As determined 4 h after ingestion by a tracer-based method using iv [(15)N(2)-(guanido)]-arginine, the whole-body NO production fell by 27 +/- 9% postprandially.
This is the first study evidencing that a meal challenge that impairs the stimulated, NO-mediated, vascular response also reduces whole-body basal NO production and bioavailability. Postprandial pathophysiology may build on this general, fundamental alteration in NO production. BIBF 1120 price (C) 2009 Elsevier Inc. All rights reserved.”

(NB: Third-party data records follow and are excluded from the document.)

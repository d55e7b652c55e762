use crate::Cli;
use anyhow::{Context, Result};
use wheelpick_core::host;
use wheelpick_schema::{Machine, PlatformProfile, RuntimeVersion};

/// Build the target profile from the command line, probing the host for
/// whatever was not given.
pub fn build_profile(cli: &Cli) -> Result<PlatformProfile> {
    let version = match &cli.python_version {
        Some(v) => v.parse::<RuntimeVersion>()?,
        None => host::detect_runtime_version().context("Failed to detect the python version")?,
    };

    let host_libc = host::detect_libc();
    let tag = cli
        .platform
        .clone()
        .unwrap_or_else(|| host::current_platform_tag(host_libc, &Machine::current()));

    let profile =
        PlatformProfile::from_platform_tag(&tag, cli.python_implementation, version, host_libc)?;
    tracing::debug!(
        "Target: {} {} on {}",
        profile.language_tag(),
        profile.runtime_version(),
        profile.target_tag()
    );
    Ok(profile)
}
//! Package index lookups.
//!
//! JSON API repositories answer `GET {url}/pypi/{name}/{version}/json` with a
//! `urls` array; legacy repositories serve a simple-index HTML page at
//! `{url}/{name}/` whose anchors carry the digest in the URL fragment.

use std::collections::HashMap;
use std::sync::LazyLock;

use async_trait::async_trait;
use regex::Regex;
use reqwest::{Client, Url};
use serde::Deserialize;
use tracing::debug;

use super::FetchError;
use crate::repo::Repository;
use crate::types::{PackageName, Version};

static ANCHOR: LazyLock<Regex> = LazyLock::new(|| {
    Regex::new(
        r##"(?is)<a\s[^>]*?href\s*=\s*"(?P<href>[^"#]*)(?:#(?P<fragment>[^"]*))?"[^>]*>\s*(?P<name>[^<]+?)\s*</a>"##,
    )
    .expect("anchor pattern is valid")
});

/// A file the index publishes for a release.
#[derive(Debug, Clone, PartialEq, Eq, Deserialize)]
pub struct ReleaseFile {
    /// Distribution filename.
    pub filename: String,
    /// Absolute download URL.
    pub url: String,
    /// Hex digests by lowercase algorithm name.
    #[serde(default)]
    pub digests: HashMap<String, String>,
}

#[derive(Debug, Deserialize)]
struct JsonRelease {
    #[serde(default)]
    urls: Vec<ReleaseFile>,
}

/// Lists the files of one release on a repository.
#[async_trait]
pub trait IndexClient: Send + Sync {
    /// Files published for `name` at `version`.
    async fn release_files(
        &self,
        repo: &Repository,
        name: &PackageName,
        version: &Version,
    ) -> Result<Vec<ReleaseFile>, FetchError>;
}

/// [`IndexClient`] over HTTP, with basic auth from the repository.
#[derive(Debug, Clone)]
pub struct HttpIndexClient {
    client: Client,
}

impl HttpIndexClient {
    /// Wrap an HTTP client.
    pub fn new(client: Client) -> Self {
        Self { client }
    }

    async fn get_text(&self, repo: &Repository, url: &str, package: &str) -> Result<(Url, String), FetchError> {
        let metadata_err = |source| FetchError::Metadata {
            package: package.to_string(),
            source,
        };
        debug!("GET {url}");
        let response = repo
            .authorize(self.client.get(url))
            .send()
            .await
            .and_then(reqwest::Response::error_for_status)
            .map_err(metadata_err)?;
        let final_url = response.url().clone();
        let body = response.text().await.map_err(metadata_err)?;
        Ok((final_url, body))
    }
}

#[async_trait]
impl IndexClient for HttpIndexClient {
    async fn release_files(
        &self,
        repo: &Repository,
        name: &PackageName,
        version: &Version,
    ) -> Result<Vec<ReleaseFile>, FetchError> {
        if repo.is_legacy() {
            let url = format!("{}/{name}/", repo.url());
            let (page_url, html) = self.get_text(repo, &url, name).await?;
            return Ok(parse_simple_index(&html, &page_url));
        }

        let url = format!("{}/pypi/{name}/{version}/json", repo.url());
        let (_, body) = self.get_text(repo, &url, name).await?;
        let release: JsonRelease =
            serde_json::from_str(&body).map_err(|e| FetchError::InvalidMetadata {
                package: name.to_string(),
                reason: e.to_string(),
            })?;
        Ok(release.urls)
    }
}

/// Extract the file anchors of a simple-index page. Relative links are
/// resolved against `base`; a `#algorithm=digest` fragment becomes the
/// file's digest.
pub fn parse_simple_index(html: &str, base: &Url) -> Vec<ReleaseFile> {
    ANCHOR
        .captures_iter(html)
        .filter_map(|caps| {
            let href = caps["href"].replace("&amp;", "&");
            let url = match base.join(&href) {
                Ok(url) => url,
                Err(e) => {
                    debug!("Skipping link {href}: {e}");
                    return None;
                }
            };
            let digests = caps
                .name("fragment")
                .and_then(|f| f.as_str().split_once('='))
                .map(|(algorithm, digest)| (algorithm.to_ascii_lowercase(), digest.to_ascii_lowercase()))
                .into_iter()
                .collect();
            Some(ReleaseFile {
                filename: caps["name"].to_string(),
                url: url.to_string(),
                digests,
            })
        })
        .collect()
}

“A low reaction rate with nitric oxide (NO) is one of the important characteristics
of hemoglobin (Hb)-based oxygen carriers. The reaction rate between oxyHb and NO is usually measured by stopped-flow spectrophotometry. However, the reported rates vary due to the difficulty of accurately determining the NO concentration and the limit of the instrument dead time. To circumvent
these problems, we developed an experiment using oxymyoglobin (oxyMb) to compete selleck inhibitor with oxyHb for NO that is released from an NO donor. Determination of the rate constants in the competition experiment no longer depends on accurate measurement of time or NO concentration, since this approach instead measures the ratio of rate constants for the reaction of oxyHb and oxyMb with NO. For recombinant mutant Hb alpha(L29F)beta the rates for alpha(L29F) and beta are approximately 15- and 1.6-fold smaller than for wild-type Quisqualic acid Hb. In conclusion, the competition experiment provides
an alternative method for determination of relative reaction rates of recombinant Hb subunits with NO. (C) 2009 Elsevier Inc. All rights reserved.”
“Tissue ischemia and ischemia-reperfusion (I/R) remain sources of cell and tissue death. Inability to restore blood flow and limit reperfusion injury represents a challenge in surgical tissue repair and transplantation. Nitric oxide (NO) is a central regulator of blood flow, reperfusion signaling and angiogenesis. De novo NO synthesis requires oxygen and is limited in ischemic vascular territories. Nitrite (NO(2-)) has been discovered to convert to NO via heme-based reduction during hypoxia, providing a NO synthase independent and oxygen-independent NO source. Furthermore, blockade of the matrix protein thrombospondin-1 (TSP1) or its receptor CD47 has been shown to promote downstream NO signaling via soluble guanylate cyclase (sGC) and cGMP-dependant kinase. We hypothesized that nitrite would provide an ischemic NO source that could be potentiated by TSP1-CD47 blockade enhancing ischemic tissue survival, blood flow and angiogenesis. Both low dose nitrite and direct blockade of TSP1-CD47 interaction using antibodies or gene silencing increased acute blood flow and late tissue survival in ischemic full thickness flaps. Nitrite and TSPI blockade both enhanced in vitro and in vivo angiogenic responses.